- A dictionary of medical eponyms

Antonio Scarpa

Born  1752
Died  1832

Related eponyms

Italian anatomist and surgeon, born May 9, 1752, Lorenzaga di Motta di Livenza, province of Treviso (im Venezianischen); died October 31, 1832, Pavia.

Biography of Antonio Scarpa

This is mainly based on a biography of Antonia Scarpa submitted by Fausto Labruto:

Antonio Scarpa was born on May 9, 1752 in Lorenzaga di Motta di Livenza, a small village in the province of Treviso, which was then under Venice. He began his medical studies at Padua while still only fourteen years of age. Among his teachers at Padua were Giovanni Battista Morgagni (1682-1771) and Marc'Antonio Caldani (1725-1813) He obtained his doctorate under Morgagni at Padua on May 19, 1770, aged 18.

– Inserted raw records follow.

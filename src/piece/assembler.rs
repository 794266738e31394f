//! Ties the block table, hash verification, and file writer together.
use std::collections::HashMap;
use std::path::{Path, PathBuf};
use std::time::Duration;

use tokio::fs::{File, OpenOptions};
use tokio::io::{AsyncSeekExt, AsyncWriteExt};
use tracing::{info, instrument};

use crate::peer::BLOCK_SIZE;
use crate::torrent::file::TorrentFile;

use super::piece::Piece;
use super::rarest::RarestIndex;
use super::{AssemblerError, AssemblerResult};

/// Default time a block may sit `Pending` before being reclaimed, used
/// when a caller doesn't override it via `Config`.
pub const BLOCK_PENDING_TIMEOUT: Duration = Duration::from_secs(10);

/// Builds the piece table from a parsed torrent, accepts delivered blocks,
/// verifies completed pieces, and writes them to the right output files.
pub struct Assembler {
    pieces: Vec<Piece>,
    output_root: PathBuf,
    open_files: HashMap<PathBuf, File>,
    rarest: RarestIndex,
    completed_count: usize,
    block_pending_timeout: Duration,
}

impl Assembler {
    pub fn new(torrent: &TorrentFile, output_root: impl Into<PathBuf>) -> Self {
        Self::with_pending_timeout(torrent, output_root, BLOCK_PENDING_TIMEOUT)
    }

    pub fn with_pending_timeout(
        torrent: &TorrentFile,
        output_root: impl Into<PathBuf>,
        block_pending_timeout: Duration,
    ) -> Self {
        let num_pieces = torrent.num_pieces();
        let mut pieces = Vec::with_capacity(num_pieces);
        for index in 0..num_pieces {
            let size = torrent.piece_size(index) as u32;
            let hash = torrent.pieces_hash[index];
            let segments = torrent.file_segments_for_piece(index);
            pieces.push(Piece::new(index, size, hash, segments));
        }

        Self {
            pieces,
            output_root: output_root.into(),
            open_files: HashMap::new(),
            rarest: RarestIndex::new(num_pieces),
            completed_count: 0,
            block_pending_timeout,
        }
    }

    pub fn num_pieces(&self) -> usize {
        self.pieces.len()
    }

    pub fn is_done(&self) -> bool {
        self.completed_count == self.pieces.len()
    }

    pub fn completed_count(&self) -> usize {
        self.completed_count
    }

    pub fn rarest_mut(&mut self) -> &mut RarestIndex {
        &mut self.rarest
    }

    pub fn is_piece_complete(&self, index: usize) -> bool {
        self.pieces.get(index).map(|p| p.is_complete).unwrap_or(false)
    }

    /// Pre-allocates every distinct output file to its declared length
    /// (sparse where the filesystem supports it, else a single trailing
    /// zero byte), creating parent directories as needed.
    #[instrument(level = "debug", skip(self))]
    pub async fn preallocate_files(&mut self) -> AssemblerResult<()> {
        let mut lengths: HashMap<PathBuf, u64> = HashMap::new();
        for piece in &self.pieces {
            for seg in &piece.segments {
                let end = seg.file_offset + seg.length as u64;
                let entry = lengths.entry(seg.path.clone()).or_insert(0);
                *entry = (*entry).max(end);
            }
        }

        for (rel_path, length) in lengths {
            let full_path = self.output_root.join(&rel_path);
            if let Some(parent) = full_path.parent() {
                tokio::fs::create_dir_all(parent).await?;
            }
            let file = OpenOptions::new()
                .create(true)
                .write(true)
                .read(true)
                .truncate(false)
                .open(&full_path)
                .await?;
            file.set_len(length).await?;
            self.open_files.insert(rel_path, file);
        }
        Ok(())
    }

    /// Delivers one block's data. Returns `true` if this completed and
    /// verified the owning piece.
    #[instrument(level = "trace", skip(self, data), fields(piece_index, offset))]
    pub async fn on_block(&mut self, piece_index: usize, offset: u32, data: Vec<u8>) -> AssemblerResult<bool> {
        if offset % BLOCK_SIZE != 0 {
            return Err(AssemblerError::MisalignedOffset(offset));
        }
        let piece = self
            .pieces
            .get_mut(piece_index)
            .ok_or(AssemblerError::PieceIndexOutOfRange(piece_index))?;
        if piece.is_complete {
            return Ok(false);
        }

        let block_idx = piece
            .block_at(offset)
            .ok_or(AssemblerError::NoSuchBlock(offset, piece_index))?;
        let block = &mut piece.blocks[block_idx];
        if block.state == super::block::BlockState::Full {
            return Ok(false);
        }
        if data.len() != block.size as usize {
            return Err(AssemblerError::UnexpectedBlockLength {
                got: data.len(),
                expected: block.size as usize,
            });
        }
        block.fill(data);

        if let Some(verified) = piece.try_complete() {
            self.completed_count += 1;
            self.rarest.on_piece_complete(piece_index);
            self.write_piece(piece_index, &verified).await?;
            info!(piece_index, "piece verified and written");
            return Ok(true);
        }
        Ok(false)
    }

    async fn write_piece(&mut self, piece_index: usize, data: &[u8]) -> AssemblerResult<()> {
        let segments = self.pieces[piece_index].segments.clone();
        for seg in segments {
            let file = self.file_for(&seg.path).await?;
            file.seek(std::io::SeekFrom::Start(seg.file_offset)).await?;
            let start = seg.piece_offset as usize;
            let end = start + seg.length as usize;
            file.write_all(&data[start..end]).await?;
        }
        Ok(())
    }

    async fn file_for(&mut self, rel_path: &Path) -> AssemblerResult<&mut File> {
        if !self.open_files.contains_key(rel_path) {
            let full_path = self.output_root.join(rel_path);
            let file = OpenOptions::new().write(true).read(true).open(&full_path).await?;
            self.open_files.insert(rel_path.to_path_buf(), file);
        }
        Ok(self.open_files.get_mut(rel_path).unwrap())
    }

    /// Reclaims every `Pending` block older than this assembler's pending
    /// timeout, across every incomplete piece.
    pub fn reclaim_stale_blocks(&mut self) {
        for piece in &mut self.pieces {
            if !piece.is_complete {
                piece.reclaim_stale(self.block_pending_timeout);
            }
        }
    }

    /// Finds the next block to request for `piece_index`: marks the first
    /// `Free` block `Pending` and returns its (piece, offset, length).
    pub fn next_block_request(&mut self, piece_index: usize) -> Option<(usize, u32, u32)> {
        let piece = self.pieces.get_mut(piece_index)?;
        if piece.is_complete {
            return None;
        }
        let block_idx = piece.first_free_block()?;
        piece.blocks[block_idx].mark_pending();
        let offset = super::block::block_offset(block_idx);
        let length = piece.blocks[block_idx].size;
        Some((piece_index, offset, length))
    }
}

#[cfg(test)]
mod tests {
    use super::*;

    fn make_torrent(piece_length: i64, total: i64, hashes: Vec<[u8; 20]>) -> TorrentFile {
        use crate::torrent::file::{FileDict, InfoDict};
        TorrentFile {
            announce: "http://tracker.example/announce".to_string(),
            announce_list: Vec::new(),
            creation_date: None,
            comment: String::new(),
            created_by: String::new(),
            encoding: String::new(),
            info: InfoDict {
                piece_length,
                pieces: Vec::new(),
                private: false,
                name: "test.bin".to_string(),
                length: Some(total),
                files: Vec::<FileDict>::new(),
                is_directory: false,
            },
            info_hash: [0u8; 20],
            pieces_hash: hashes,
        }
    }

    #[test]
    fn reclaim_stale_resets_expired_pending_blocks() {
        let torrent = make_torrent(BLOCK_SIZE as i64, BLOCK_SIZE as i64, vec![[0u8; 20]]);
        let mut assembler = Assembler::new(&torrent, "/tmp/does-not-matter");
        let (_, _, _) = assembler.next_block_request(0).unwrap();
        assembler.pieces[0].blocks[0].last_seen = std::time::Instant::now() - Duration::from_secs(20);
        assembler.reclaim_stale_blocks();
        assert_eq!(assembler.pieces[0].blocks[0].state, super::block::BlockState::Free);
    }

    #[test]
    fn next_block_request_returns_none_once_piece_complete() {
        let torrent = make_torrent(BLOCK_SIZE as i64, BLOCK_SIZE as i64, vec![[0u8; 20]]);
        let mut assembler = Assembler::new(&torrent, "/tmp/does-not-matter");
        assembler.pieces[0].is_complete = true;
        assert!(assembler.next_block_request(0).is_none());
    }

    fn unique_temp_dir(label: &str) -> PathBuf {
        use std::sync::atomic::{AtomicU64, Ordering};
        static COUNTER: AtomicU64 = AtomicU64::new(0);
        let n = COUNTER.fetch_add(1, Ordering::Relaxed);
        std::env::temp_dir().join(format!("rstc-assembler-test-{}-{}-{}", std::process::id(), label, n))
    }

    #[tokio::test]
    async fn on_block_verifies_and_writes_single_block_piece_to_disk() {
        use sha1::{Digest, Sha1};

        let data = vec![42u8; BLOCK_SIZE as usize];
        let mut hasher = Sha1::new();
        hasher.update(&data);
        let hash: [u8; 20] = hasher.finalize().into();

        let torrent = make_torrent(BLOCK_SIZE as i64, BLOCK_SIZE as i64, vec![hash]);
        let output_dir = unique_temp_dir("single-piece");
        let mut assembler = Assembler::new(&torrent, &output_dir);
        assembler.preallocate_files().await.unwrap();

        let (piece_index, offset, length) = assembler.next_block_request(0).unwrap();
        assert_eq!(length, BLOCK_SIZE);

        let completed = assembler.on_block(piece_index, offset, data.clone()).await.unwrap();
        assert!(completed);
        assert!(assembler.is_piece_complete(0));
        assert_eq!(assembler.completed_count(), 1);

        let written = tokio::fs::read(output_dir.join("test.bin")).await.unwrap();
        assert_eq!(written, data);

        let _ = tokio::fs::remove_dir_all(&output_dir).await;
    }
}
//! The peer pool: tracks one task per remote peer and exposes the
//! selection/inbound-routing/garbage-collection surface the download
//! driver needs.
use std::collections::HashMap;
use std::net::SocketAddr;
use std::time::{Duration, Instant};

use rand::seq::IteratorRandom;
use tokio::sync::mpsc;
use tokio::task::JoinHandle;
use tracing::{info, instrument, warn};

use super::session::{SessionCommand, SessionEvent, SessionLimits, SessionState};
use super::PeerMessage;

/// Deadline after which a session stuck outside `Active` is reclaimed.
const NON_ACTIVE_DEADLINE: Duration = Duration::from_secs(20);

/// What `PeerPool::route_inbound` observed in one drain of the event queue.
#[derive(Debug, Default)]
pub struct InboundUpdate {
    pub messages: Vec<(SocketAddr, PeerMessage)>,
    pub closed_bitfields: Vec<Vec<bool>>,
}

struct PoolEntry {
    state: SessionState,
    remote_bitfield: Vec<bool>,
    peer_choking: bool,
    am_interested: bool,
    last_outbound_request: Option<Instant>,
    joined_at: Instant,
    commands: mpsc::Sender<SessionCommand>,
    handle: JoinHandle<()>,
}

impl PoolEntry {
    fn is_eligible_for(&self, piece_index: usize) -> bool {
        self.state == SessionState::Active
            && !self.peer_choking
            && self.am_interested
            && self.remote_bitfield.get(piece_index).copied().unwrap_or(false)
            && self
                .last_outbound_request
                .map_or(true, |t| t.elapsed() >= Duration::from_millis(100))
    }
}

/// Multiplexes every peer session this download has open, keyed by
/// socket address.
pub struct PeerPool {
    sessions: HashMap<SocketAddr, PoolEntry>,
    events_tx: mpsc::Sender<SessionEvent>,
    events_rx: mpsc::Receiver<SessionEvent>,
    num_pieces: usize,
    info_hash: [u8; 20],
    peer_id: [u8; 20],
    limits: SessionLimits,
}

impl PeerPool {
    pub fn new(num_pieces: usize, info_hash: [u8; 20], peer_id: [u8; 20], limits: SessionLimits) -> Self {
        let (events_tx, events_rx) = mpsc::channel(1024);
        Self {
            sessions: HashMap::new(),
            events_tx,
            events_rx,
            num_pieces,
            info_hash,
            peer_id,
            limits,
        }
    }

    /// Spawns a connection task for `addr` if one isn't already tracked.
    #[instrument(level = "debug", skip(self))]
    pub fn add(&mut self, addr: SocketAddr) {
        if self.sessions.contains_key(&addr) {
            return;
        }
        let (commands_tx, commands_rx) = mpsc::channel(32);
        let events_tx = self.events_tx.clone();
        let num_pieces = self.num_pieces;
        let info_hash = self.info_hash;
        let peer_id = self.peer_id;
        let limits = self.limits;

        let handle = tokio::spawn(async move {
            super::session::PeerSession::run(
                addr, num_pieces, info_hash, peer_id, limits, events_tx, commands_rx,
            )
            .await;
        });

        self.sessions.insert(
            addr,
            PoolEntry {
                state: SessionState::Connecting,
                remote_bitfield: vec![false; num_pieces],
                peer_choking: true,
                am_interested: false,
                last_outbound_request: None,
                joined_at: Instant::now(),
                commands: commands_tx,
                handle,
            },
        );
    }

    /// Uniformly random choice among eligible sessions that have `piece_index`.
    pub fn pick_peer_having(&self, piece_index: usize) -> Option<SocketAddr> {
        self.sessions
            .iter()
            .filter(|(_, entry)| entry.is_eligible_for(piece_index))
            .map(|(addr, _)| *addr)
            .choose(&mut rand::rng())
    }

    /// Sends a block request to a specific peer, recording the timestamp
    /// used by the eligibility spacing rule.
    pub async fn request_block(
        &mut self,
        addr: SocketAddr,
        index: u32,
        begin: u32,
        length: u32,
    ) -> bool {
        let Some(entry) = self.sessions.get_mut(&addr) else {
            return false;
        };
        entry.last_outbound_request = Some(Instant::now());
        entry
            .commands
            .send(SessionCommand::Request { index, begin, length })
            .await
            .is_ok()
    }

    /// Drains every pending `SessionEvent`, folding connection/handshake/
    /// message/close events into per-entry state, and returns the inbound
    /// peer messages plus the last-known bitfield of every session that
    /// closed this round, so the driver can feed both to the assembler.
    pub async fn route_inbound(&mut self) -> InboundUpdate {
        let mut delivered = Vec::new();
        let mut closed_bitfields = Vec::new();

        while let Ok(event) = self.events_rx.try_recv() {
            match event {
                SessionEvent::Connected { addr } => {
                    if let Some(entry) = self.sessions.get_mut(&addr) {
                        entry.state = SessionState::Handshaking;
                    }
                }
                SessionEvent::HandshakeOk { addr, .. } => {
                    if let Some(entry) = self.sessions.get_mut(&addr) {
                        entry.state = SessionState::Active;
                        entry.am_interested = true;
                        info!(%addr, "peer session active");
                    }
                }
                SessionEvent::Message { addr, message } => {
                    self.apply_message(addr, &message);
                    delivered.push((addr, message));
                }
                SessionEvent::Closed { addr, reason } => {
                    warn!(%addr, %reason, "peer session closed");
                    if let Some(entry) = self.sessions.remove(&addr) {
                        closed_bitfields.push(entry.remote_bitfield);
                    }
                }
            }
        }

        InboundUpdate { messages: delivered, closed_bitfields }
    }

    fn apply_message(&mut self, addr: SocketAddr, message: &PeerMessage) {
        let Some(entry) = self.sessions.get_mut(&addr) else {
            return;
        };
        match message {
            PeerMessage::Choke => entry.peer_choking = true,
            PeerMessage::Unchoke => entry.peer_choking = false,
            PeerMessage::Have { piece_index } => {
                if let Some(slot) = entry.remote_bitfield.get_mut(*piece_index as usize) {
                    *slot = true;
                }
            }
            PeerMessage::Bitfield(bits) => {
                entry.remote_bitfield = super::unpack_bitfield(bits, self.num_pieces);
            }
            _ => {}
        }
    }

    /// Drops sessions that have sat outside `Active` past their deadline,
    /// aborting their tasks.
    pub fn gc(&mut self) {
        let stuck: Vec<SocketAddr> = self
            .sessions
            .iter()
            .filter(|(_, entry)| {
                entry.state != SessionState::Active && entry.joined_at.elapsed() > NON_ACTIVE_DEADLINE
            })
            .map(|(addr, _)| *addr)
            .collect();

        for addr in stuck {
            if let Some(entry) = self.sessions.remove(&addr) {
                entry.handle.abort();
                warn!(%addr, "garbage-collected stuck session");
            }
        }
    }

    /// Socket addresses of every session currently `Active`.
    pub fn active_addresses(&self) -> Vec<SocketAddr> {
        self.sessions
            .iter()
            .filter(|(_, e)| e.state == SessionState::Active)
            .map(|(addr, _)| *addr)
            .collect()
    }

    pub fn has_piece(&self, addr: SocketAddr, piece_index: usize) -> bool {
        self.sessions
            .get(&addr)
            .map(|e| e.remote_bitfield.get(piece_index).copied().unwrap_or(false))
            .unwrap_or(false)
    }

    pub fn connected_count(&self) -> usize {
        self.sessions
            .values()
            .filter(|e| e.state == SessionState::Active)
            .count()
    }

    pub fn piece_availability(&self, piece_index: usize) -> usize {
        self.sessions
            .values()
            .filter(|e| e.remote_bitfield.get(piece_index).copied().unwrap_or(false))
            .count()
    }
}

#[cfg(test)]
mod tests {
    use super::*;

    #[test]
    fn pool_starts_empty() {
        let pool = PeerPool::new(10, [0u8; 20], [1u8; 20], SessionLimits::default());
        assert_eq!(pool.connected_count(), 0);
        assert!(pool.pick_peer_having(0).is_none());
    }
}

Due to his written work, elegantly written in Latin and Italian, he was offered a professorship of anatomy and theoretical surgery at the University of Modena already two years later, in 1772.

In 1783, the surgeon Giovanni Alessandro Brambilla (1728-1800) pushed the court of Vienna, which royal family ruled at that time over part of northern Italy, to appoint Antonio Scarpa as professor of human anatomy at the University of Pavia. Here he received the necessary means from the Austrian government to build a school of anatomy with an anatomical theatre which was exceptional for its time.

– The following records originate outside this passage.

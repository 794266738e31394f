//! HTTP tracker announce (BEP-3): compact and non-compact peer list forms.
use std::net::{IpAddr, Ipv4Addr};
use std::time::Duration;

use serde::Deserialize;
use tracing::debug;

use super::{url_encode, AnnounceRequest, AnnounceResponse, Peer, TrackerError, TrackerResult};

#[derive(Debug, Deserialize)]
struct TrackerResponse {
    #[serde(default)]
    interval: i64,
    #[serde(default)]
    #[serde(rename = "failure reason")]
    failure_reason: Option<String>,
    #[serde(default)]
    peers: Peers,
}

#[derive(Debug, Deserialize)]
#[serde(untagged)]
enum Peers {
    Compact(Vec<u8>),
    NonCompact(Vec<PeerDict>),
}

impl Default for Peers {
    fn default() -> Self {
        Peers::Compact(Vec::new())
    }
}

#[derive(Debug, Deserialize)]
struct PeerDict {
    ip: String,
    port: u16,
}

/// Issues one GET announce against an HTTP(S) tracker URL. `timeout` bounds
/// the whole request (connect + response body), mirroring the UDP path's
/// per-phase `round_trip_timeout` discipline. A non-2xx response is
/// rejected before its body is handed to the bencode decoder.
pub async fn announce(url: &str, request: &AnnounceRequest, timeout: Duration) -> TrackerResult<AnnounceResponse> {
    let mut parsed = url::Url::parse(url)?;
    let params = [
        ("info_hash", url_encode(&request.info_hash)),
        ("peer_id", url_encode(&request.peer_id)),
        ("port", request.port.to_string()),
        ("uploaded", request.uploaded.to_string()),
        ("downloaded", request.downloaded.to_string()),
        ("left", request.left.to_string()),
        ("compact", "1".to_string()),
        ("numwant", request.num_want.to_string()),
        ("event", "started".to_string()),
    ];
    parsed.query_pairs_mut().extend_pairs(&params).finish();

    let client = reqwest::Client::builder().timeout(timeout).build()?;

    debug!(%parsed, "making HTTP announce request");
    let response = client.get(parsed).send().await?;
    if !response.status().is_success() {
        return Err(TrackerError::HttpStatus(response.status().as_u16()));
    }
    let bytes = response.bytes().await?;
    parse_announce_response(&bytes)
}

fn parse_announce_response(bytes: &[u8]) -> TrackerResult<AnnounceResponse> {
    let tracker_response: TrackerResponse = serde_bencode::from_bytes(bytes)?;

    if let Some(reason) = tracker_response.failure_reason {
        return Err(TrackerError::FailureReason(reason));
    }

    let peers = match tracker_response.peers {
        Peers::Compact(bytes) => bytes
            .chunks_exact(6)
            .map(|chunk| {
                let ip = Ipv4Addr::new(chunk[0], chunk[1], chunk[2], chunk[3]);
                let port = u16::from_be_bytes([chunk[4], chunk[5]]);
                Peer {
                    ip: IpAddr::V4(ip),
                    port,
                }
            })
            .collect(),
        Peers::NonCompact(dicts) => dicts
            .into_iter()
            .filter_map(|dict| {
                dict.ip.parse::<IpAddr>().ok().map(|ip| Peer { ip, port: dict.port })
            })
            .collect(),
    };

    Ok(AnnounceResponse {
        interval: tracker_response.interval,
        peers,
    })
}

#[cfg(test)]
mod tests {
    use super::*;

    #[test]
    fn parses_compact_peer_list() {
        let mut body = b"d8:intervali1800e5:peers12:".to_vec();
        body.extend_from_slice(&[127, 0, 0, 1, 0x1a, 0xe1]);
        body.extend_from_slice(&[10, 0, 0, 2, 0x1a, 0xe2]);
        body.push(b'e');
        let parsed = parse_announce_response(&body).unwrap();
        assert_eq!(parsed.interval, 1800);
        assert_eq!(parsed.peers.len(), 2);
        assert_eq!(parsed.peers[0].port, 0x1ae1);
    }

    #[test]
    fn surfaces_failure_reason() {
        let body = b"d14:failure reason11:bad requeste";
        let err = parse_announce_response(body).unwrap_err();
        assert!(matches!(err, TrackerError::FailureReason(_)));
    }
}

In 1787 Scarpa was also appointed director of the surgical clinic. He held both chairs until 1804, when he stepped down to let Santo Fattori (died 1815), one of his students, succeed him in the chair of anatomy. At the same time, he let Tommaso Volpi (1761-1822) take over the teaching of surgery. In 1817 the chair of anatomy was to be assumed by another of Scarpa’s students and friends, Bartolomeo Panizza (1785-1867).

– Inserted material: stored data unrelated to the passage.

//! UDP tracker announce (BEP-15): the connect/announce request-response
//! pair, matched by transaction id.
use std::net::{IpAddr, Ipv4Addr, SocketAddr};
use std::time::Duration;

use byteorder::{BigEndian, ByteOrder};
use rand::Rng;
use tokio::net::UdpSocket;
use tokio::time::timeout;
use tracing::{debug, instrument};

use super::{AnnounceRequest, AnnounceResponse, Peer, TrackerError, TrackerResult};

const PROTOCOL_MAGIC: u64 = 0x41727101980;
const ACTION_CONNECT: u32 = 0;
const ACTION_ANNOUNCE: u32 = 1;
const EVENT_STARTED: u32 = 2;

/// Performs a full connect+announce exchange against a `udp://host:port`
/// tracker URL. `round_trip_timeout` bounds each phase (connect, announce)
/// independently.
#[instrument(skip(request), level = "debug")]
pub async fn announce(
    url: &str,
    request: &AnnounceRequest,
    round_trip_timeout: Duration,
) -> TrackerResult<AnnounceResponse> {
    let addr = resolve(url).await?;
    let socket = UdpSocket::bind("0.0.0.0:0").await?;
    socket.connect(addr).await?;

    let connection_id = connect(&socket, round_trip_timeout).await?;
    let response = send_announce(&socket, connection_id, request, round_trip_timeout).await?;
    Ok(response)
}

async fn resolve(url: &str) -> TrackerResult<SocketAddr> {
    let without_scheme = url.trim_start_matches("udp://");
    let host_port = without_scheme.split('/').next().unwrap_or(without_scheme);
    tokio::net::lookup_host(host_port)
        .await?
        .next()
        .ok_or_else(|| TrackerError::UnsupportedScheme(url.to_string()))
}

async fn connect(socket: &UdpSocket, round_trip_timeout: Duration) -> TrackerResult<u64> {
    let transaction_id: u32 = rand::rng().random();
    let mut request = [0u8; 16];
    BigEndian::write_u64(&mut request[0..8], PROTOCOL_MAGIC);
    BigEndian::write_u32(&mut request[8..12], ACTION_CONNECT);
    BigEndian::write_u32(&mut request[12..16], transaction_id);

    timeout(round_trip_timeout, socket.send(&request))
        .await
        .map_err(|_| TrackerError::Timeout)??;

    let mut buf = [0u8; 16];
    let n = timeout(round_trip_timeout, socket.recv(&mut buf))
        .await
        .map_err(|_| TrackerError::Timeout)??;

    if n < 16 {
        return Err(TrackerError::ResponseTooShort { got: n, need: 16 });
    }

    let action = BigEndian::read_u32(&buf[0..4]);
    let got_transaction_id = BigEndian::read_u32(&buf[4..8]);
    if got_transaction_id != transaction_id {
        return Err(TrackerError::TransactionIdMismatch {
            expected: transaction_id,
            got: got_transaction_id,
        });
    }
    if action != ACTION_CONNECT {
        return Err(TrackerError::ActionMismatch {
            expected: ACTION_CONNECT,
            got: action,
        });
    }

    Ok(BigEndian::read_u64(&buf[8..16]))
}

async fn send_announce(
    socket: &UdpSocket,
    connection_id: u64,
    request: &AnnounceRequest,
    round_trip_timeout: Duration,
) -> TrackerResult<AnnounceResponse> {
    let transaction_id: u32 = rand::rng().random();
    let mut buf = [0u8; 98];
    BigEndian::write_u64(&mut buf[0..8], connection_id);
    BigEndian::write_u32(&mut buf[8..12], ACTION_ANNOUNCE);
    BigEndian::write_u32(&mut buf[12..16], transaction_id);
    buf[16..36].copy_from_slice(&request.info_hash);
    buf[36..56].copy_from_slice(&request.peer_id);
    BigEndian::write_u64(&mut buf[56..64], request.downloaded as u64);
    BigEndian::write_u64(&mut buf[64..72], request.left as u64);
    BigEndian::write_u64(&mut buf[72..80], request.uploaded as u64);
    BigEndian::write_u32(&mut buf[80..84], EVENT_STARTED);
    BigEndian::write_u32(&mut buf[84..88], 0); // ip = 0 (let the tracker use the source address)
    BigEndian::write_u32(&mut buf[88..92], rand::rng().random()); // key
    BigEndian::write_i32(&mut buf[92..96], request.num_want);
    BigEndian::write_u16(&mut buf[96..98], request.port);

    timeout(round_trip_timeout, socket.send(&buf))
        .await
        .map_err(|_| TrackerError::Timeout)??;

    let mut resp = vec![0u8; 20 + 6 * (request.num_want.max(0) as usize + 8)];
    let n = timeout(round_trip_timeout, socket.recv(&mut resp))
        .await
        .map_err(|_| TrackerError::Timeout)??;
    resp.truncate(n);

    parse_announce_response(&resp, transaction_id)
}

fn parse_announce_response(bytes: &[u8], expected_transaction_id: u32) -> TrackerResult<AnnounceResponse> {
    if bytes.len() < 20 {
        return Err(TrackerError::ResponseTooShort { got: bytes.len(), need: 20 });
    }

    let action = BigEndian::read_u32(&bytes[0..4]);
    let transaction_id = BigEndian::read_u32(&bytes[4..8]);
    if transaction_id != expected_transaction_id {
        return Err(TrackerError::TransactionIdMismatch {
            expected: expected_transaction_id,
            got: transaction_id,
        });
    }
    if action != ACTION_ANNOUNCE {
        return Err(TrackerError::ActionMismatch {
            expected: ACTION_ANNOUNCE,
            got: action,
        });
    }

    let interval = BigEndian::read_u32(&bytes[8..12]) as i64;
    debug!(leechers = BigEndian::read_u32(&bytes[12..16]), seeders = BigEndian::read_u32(&bytes[16..20]), "udp announce response");

    let peers = bytes[20..]
        .chunks_exact(6)
        .map(|chunk| {
            let ip = Ipv4Addr::new(chunk[0], chunk[1], chunk[2], chunk[3]);
            let port = u16::from_be_bytes([chunk[4], chunk[5]]);
            Peer {
                ip: IpAddr::V4(ip),
                port,
            }
        })
        .collect();

    Ok(AnnounceResponse { interval, peers })
}

#[cfg(test)]
mod tests {
    use super::*;

    #[test]
    fn parses_flat_peer_records() {
        let mut body = vec![0u8; 20];
        BigEndian::write_u32(&mut body[0..4], ACTION_ANNOUNCE);
        BigEndian::write_u32(&mut body[4..8], 42);
        BigEndian::write_u32(&mut body[8..12], 1800);
        body.extend_from_slice(&[10, 0, 0, 1, 0x1a, 0xe1]);

        let parsed = parse_announce_response(&body, 42).unwrap();
        assert_eq!(parsed.interval, 1800);
        assert_eq!(parsed.peers.len(), 1);
        assert_eq!(parsed.peers[0].port, 0x1ae1);
    }

    #[test]
    fn rejects_mismatched_transaction_id() {
        let mut body = vec![0u8; 20];
        BigEndian::write_u32(&mut body[0..4], ACTION_ANNOUNCE);
        BigEndian::write_u32(&mut body[4..8], 1);
        let err = parse_announce_response(&body, 2).unwrap_err();
        assert!(matches!(err, TrackerError::TransactionIdMismatch { .. }));
    }

    #[test]
    fn rejects_action_mismatch() {
        let mut body = vec![0u8; 20];
        BigEndian::write_u32(&mut body[0..4], ACTION_CONNECT);
        BigEndian::write_u32(&mut body[4..8], 5);
        let err = parse_announce_response(&body, 5).unwrap_err();
        assert!(matches!(err, TrackerError::ActionMismatch { .. }));
    }
}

In 1805 Napoleon Bonaparte (1769-1821) himself invited Scarpa to return to the teaching of Surgery. Scarpa received from Napoleon as a present a precious box of silver and ivory surgical instruments. In 1813 he eventually resigned from the teaching of surgery. For many more years he was dean of the faculty and director of medical studies and the anatomical laboratories.

Scarpa is described as an authoritarian and picky man, with few friends and many enemies; he was appreciated, but at the same time feared and sometimes hated. He was good friend of Alessandro Volta (1745-1827), inventor of the electric battery, but his hatred towards Lazzaro Spallanzani (1729-1799) and Giovanni Rasori (1766-1837) does not depict him as a mild temperament. During the last years of his life, and during his illness, just two of his pupils stayed loyal to him: the surgeon Carlo Cairoli (1776-1849) and his successor in anatomy: Panizza. Those two, too, after his death, left his body to be violated by a young assistant, who proceeded to cut off Scarpa’s head to be preserved in memory. The head is still in the museum of the History of University. It is not known, though, where the body of this eminent scientist was buried.

During his life Scarpa undertook three study travels. The first to Paris and London in 1780-1781, during which he was absent for almost two years at the expense of the Duke of Modena. The second, with Volta, at the expense of the Austrian government, went to Vienna, Prague, Leipzig, Göttingen and other German universities. The third to the Italian universities.

Scarpa was a skilful draughtsman who illustrated his own textbooks and is said to have been the most artistic of all medical men to do so. He personally trained Faustino Anderloni (1766-1847) – the artist who made the drawings and engraved the copperplates for his atlas Tabulae neurologicae. He was a man of great wit who was a very able and interesting teacher, as well as being renowned for his sarcasm.

Scarpa's list of medical eponyms is one of the longest in whonamedit. His legacy includes works in otolaryngology, orthopaedics, ophthalmology, neuroanatomy, and surgery.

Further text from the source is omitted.